OPINIONBY: VAN NAMEE

OPINION:

  VAN NAMEE, COMMISSIONER: This matter is before us on Judge Robert P. Weil's report finding Respondent, inter alia, in serious violation of section 5(a)(2) of the Occupational Safety and Health Act of 1970 (29 U.S.C. 651, et seq. ).   Respondent had been cited for having violated 29 C.F.R. 1926.28(a) because employees were working at heights of about 100 feet and were not protected by tied-off safety belts.

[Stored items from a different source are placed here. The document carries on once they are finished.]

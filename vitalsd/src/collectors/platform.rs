//! Platform query bridge
//!
//! Reads temperature and fan sensors from the kernel hwmon tree. Readings
//! are folded into the cpu/gpu fragments by the pipeline; they never form a
//! fragment of their own.
//!
//! Layout per device directory:
//!   /sys/class/hwmon/hwmonN/name          driver name
//!   /sys/class/hwmon/hwmonN/temp1_input   millidegrees C
//!   /sys/class/hwmon/hwmonN/temp1_label   optional label
//!   /sys/class/hwmon/hwmonN/fan1_input    RPM

use super::{remaining, Cadence, Collector, Failure};
use crate::models::{Fragment, SensorReading};
use async_trait::async_trait;
use std::path::{Path, PathBuf};
use tokio::time::Instant;

pub struct PlatformCollector {
    hwmon_root: PathBuf,
}

impl PlatformCollector {
    pub fn new(hwmon_root: PathBuf) -> Self {
        Self { hwmon_root }
    }
}

#[async_trait]
impl Collector for PlatformCollector {
    fn name(&self) -> &'static str {
        "platform"
    }

    fn cadence(&self) -> Cadence {
        Cadence::High
    }

    async fn sample(&self, deadline: Instant) -> Result<Fragment, Failure> {
        if remaining(deadline).is_zero() {
            return Err(Failure::timeout());
        }
        let root = self.hwmon_root.clone();
        let readings = tokio::task::spawn_blocking(move || read_hwmon_tree(&root))
            .await
            .map_err(|e| Failure::transient(format!("hwmon sampling task failed: {e}")))??;
        Ok(Fragment::Sensors(readings))
    }
}

fn read_hwmon_tree(root: &Path) -> Result<Vec<SensorReading>, Failure> {
    let entries = std::fs::read_dir(root)
        .map_err(|e| Failure::unsupported(format!("no hwmon tree at {}: {e}", root.display())))?;

    let mut readings = Vec::new();
    for entry in entries.flatten() {
        let dir = entry.path();
        let driver = read_trimmed(&dir.join("name")).unwrap_or_else(|| "hwmon".to_string());
        for idx in 1..=8 {
            if let Some(milli) = read_trimmed(&dir.join(format!("temp{idx}_input")))
                .and_then(|s| s.parse::<f64>().ok())
            {
                let label = read_trimmed(&dir.join(format!("temp{idx}_label")))
                    .unwrap_or_else(|| format!("{driver} temp{idx}"));
                readings.push(SensorReading {
                    label,
                    temperature_celsius: Some(milli / 1000.0),
                    fan_rpm: None,
                });
            }
            if let Some(rpm) = read_trimmed(&dir.join(format!("fan{idx}_input")))
                .and_then(|s| s.parse::<f64>().ok())
            {
                readings.push(SensorReading {
                    label: format!("{driver} fan{idx}"),
                    temperature_celsius: None,
                    fan_rpm: Some(rpm),
                });
            }
        }
    }
    Ok(readings)
}

fn read_trimmed(path: &Path) -> Option<String> {
    std::fs::read_to_string(path)
        .ok()
        .map(|s| s.trim().to_string())
        .filter(|s| !s.is_empty())
}

#[cfg(test)]
mod tests {
    use super::*;
    use std::fs;

    #[test]
    fn reads_a_synthetic_hwmon_tree() {
        let root = tempfile::tempdir().unwrap();
        let device = root.path().join("hwmon0");
        fs::create_dir(&device).unwrap();
        fs::write(device.join("name"), "coretemp\n").unwrap();
        fs::write(device.join("temp1_input"), "45500\n").unwrap();
        fs::write(device.join("temp1_label"), "Package id 0\n").unwrap();
        fs::write(device.join("fan1_input"), "1280\n").unwrap();

        let readings = read_hwmon_tree(root.path()).unwrap();
        assert_eq!(readings.len(), 2);
        let temp = readings
            .iter()
            .find(|r| r.temperature_celsius.is_some())
            .unwrap();
        assert_eq!(temp.label, "Package id 0");
        assert_eq!(temp.temperature_celsius, Some(45.5));
        let fan = readings.iter().find(|r| r.fan_rpm.is_some()).unwrap();
        assert_eq!(fan.fan_rpm, Some(1280.0));
    }

    #[test]
    fn missing_tree_is_unsupported() {
        let err = read_hwmon_tree(Path::new("/nonexistent/hwmon")).unwrap_err();
        assert_eq!(err.reason(), "unsupported");
    }
}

The judge affirmed the citation and assessed a penalty of $700.

Thereafter I directed review on the issue:

Whether 29 C.F.R. 1926.28(a), as amended in the Federal Register of December 16, 1972, should be declared unenforceable for having been amended substantially without resort to the rulemarking procedures set forth in section 6(b) of the Act.

We have recently resolved this precise issue in the negative.   Eichleay Corp., Dkt. 2610, BNA 2 OSHC 1635, CCH E.S.H.G. para. 19,324 (February 20, 1975); Island Steel and Welding Ltd., Dkt. 2931 (April 21, 1975).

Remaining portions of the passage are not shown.